Discussion in 'The Projects Forum' started by oc161993, Apr 26, 2016.

  1. oc161993

    Thread Starter New Member

    Apr 26, 2016
    3
    0
    Hi there, I am currently looking into Active Noise Control and its potential applications as part of my Honours for Industrial Design. From what I have looked into Active Noise Control, it seems it is easier to achieve if you have direct access to the source that is creating the noise. So my project question is if surface transducers (or maybe speakers) were put on an object producing noise (such as a kettle or even a power tool) and have played the inverted sound of the object via them being connected to an ANC circuit, and microphones to pick up the objects noise in the first place (which would also be placed on the object as well), would you be able to get the noise dampened?

    I came across this circuit on Instructables for Active Noise Cancelling Headphones-
    http://www.instructables.com/id/Analog-Noise-Cancelling-Headphones/
    Would it be possible to adapt this circuit to suit my project question (ie have the surfaces transducers as the outputs instead of the headphones)? Or are they simply too different?

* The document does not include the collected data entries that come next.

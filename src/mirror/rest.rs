//! Purpose: The REST fetch contract between the mirror façade and an HTTP stack.
//! Exports: `RestClient`.
//! Role: Adapters implement `do_get`; single-entity queries and list paths are provided on top of it.
//! Invariants: List queries start from the `*_path` builders; later pages follow `links.next`.
//! Invariants: A missing entity (HTTP 404) is the null document, not an error.
//! Invariants: Transport failures surface as `ErrorKind::QueryFailure`.
use crate::core::document::JsonRepr;
use crate::core::entity::{AccountId, ContractId, TokenId, TopicId, TransactionId};
use crate::core::error::ApiResult;
use crate::mirror::paths::{self, ContractFilter, TransactionFilter};

pub trait RestClient: Send + Sync {
    type Json: JsonRepr;

    /// GETs `path` (which may carry a query string) relative to the mirror base URL.
    fn do_get(&self, path: &str) -> ApiResult<Self::Json>;

    fn query_account(&self, account_id: AccountId) -> ApiResult<Self::Json> {
        self.do_get(&paths::account(account_id))
    }

    fn account_nfts_path(&self, account_id: AccountId) -> String {
        paths::account_nfts(account_id)
    }

    fn query_token(&self, token_id: TokenId) -> ApiResult<Self::Json> {
        self.do_get(&paths::token(token_id))
    }

    fn tokens_path(&self) -> String {
        paths::tokens()
    }

    fn tokens_for_account_path(&self, account_id: AccountId) -> String {
        paths::tokens_for_account(account_id)
    }

    fn token_balances_path(&self, token_id: TokenId) -> String {
        paths::token_balances(token_id)
    }

    fn query_token_balance_for_account(
        &self,
        token_id: TokenId,
        account_id: AccountId,
    ) -> ApiResult<Self::Json> {
        self.do_get(&paths::token_balance_for_account(token_id, account_id))
    }

    fn nfts_path(&self, token_id: TokenId) -> String {
        paths::nfts(token_id)
    }

    fn query_nft(&self, token_id: TokenId, serial_number: i64) -> ApiResult<Self::Json> {
        self.do_get(&paths::nft(token_id, serial_number)?)
    }

    fn query_topic(&self, topic_id: TopicId) -> ApiResult<Self::Json> {
        self.do_get(&paths::topic(topic_id))
    }

    fn topic_messages_path(&self, topic_id: TopicId) -> String {
        paths::topic_messages(topic_id)
    }

    fn query_topic_message(&self, topic_id: TopicId, sequence_number: u64) -> ApiResult<Self::Json> {
        self.do_get(&paths::topic_message(topic_id, sequence_number)?)
    }

    fn query_transaction(&self, transaction_id: &TransactionId) -> ApiResult<Self::Json> {
        self.do_get(&paths::transaction(transaction_id))
    }

    fn transactions_path(&self, filter: &TransactionFilter) -> String {
        paths::transactions(filter)
    }

    fn query_contract(&self, contract_id: ContractId) -> ApiResult<Self::Json> {
        self.do_get(&paths::contract(contract_id))
    }

    fn contracts_path(&self, filter: Option<&ContractFilter>) -> ApiResult<String> {
        paths::contracts(filter)
    }

    fn contract_logs_path(&self, contract_id: ContractId) -> String {
        paths::contract_logs(contract_id)
    }

    fn query_exchange_rates(&self) -> ApiResult<Self::Json> {
        self.do_get(&paths::exchange_rate())
    }

    fn query_network_fees(&self) -> ApiResult<Self::Json> {
        self.do_get(&paths::network_fees())
    }

    fn query_network_stake(&self) -> ApiResult<Self::Json> {
        self.do_get(&paths::network_stake())
    }

    fn query_network_supplies(&self) -> ApiResult<Self::Json> {
        self.do_get(&paths::network_supply())
    }
}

    Thanks for any feedback
     
  2. blocco a spirale

    AAC Fanatic!

    Jun 18, 2008
    1,438
    368
    It's good that you welcome feedback because, aside from the practical problems of installing the transducers, acoustic feedback will almost certainly make it unworkable. Unlike noise-cancelling headphones, there is nothing to prevent the noise-cancelling signal from reaching the microphone and it won't be out of phase at all frequencies.

    If you really want to understand the problem, build the circuit and try it.
     
  3. Alec_t

    AAC Fanatic!

    Sep 17, 2013
    5,800
    1,103
    Not only will the original noise plus the noise-cancelling signal reach the microphone, there is also room echo/reverberation to consider. That will have unpredictable phase shifts. If any component happens to be in phase with the original noise you could finish up with howl-around.
     
  4. oc161993

    Thread Starter New Member

    Apr 26, 2016
    3
    0
    Thanks for your feedback. Just out of curiosity what about the case of over ear active noise cancelling headphones that have internal microphones next to the speakers, what is to stop the microphones from picking up the noise cancelling signal? Also, what do you think of the idea of placing surface transducers on a wall and and have them play the inverted signal picked up by microphones from outside? would this be way more likely to work? Thanks again.
     
  5. oc161993

    Thread Starter New Member

    Apr 26, 2016
    3
    0
    Would there be any other way of using Active Noise Control to dampen the noise of loud objects?
    Also, with the idea of placing surface transducers on a wall and have them play the inverted signal picked up by microphones from outside, would this in theory result in the noise from outside being dampened inside? Or is this idea flawed as well? If it isn't, then would it be possible to modify this circuit ( http://www.instructables.com/id/Analog-Noise-Cancelling-Headphones/ ) to suit this scenario (have the surface transducers as the output instead of the headphones)? Or are they too different to each other?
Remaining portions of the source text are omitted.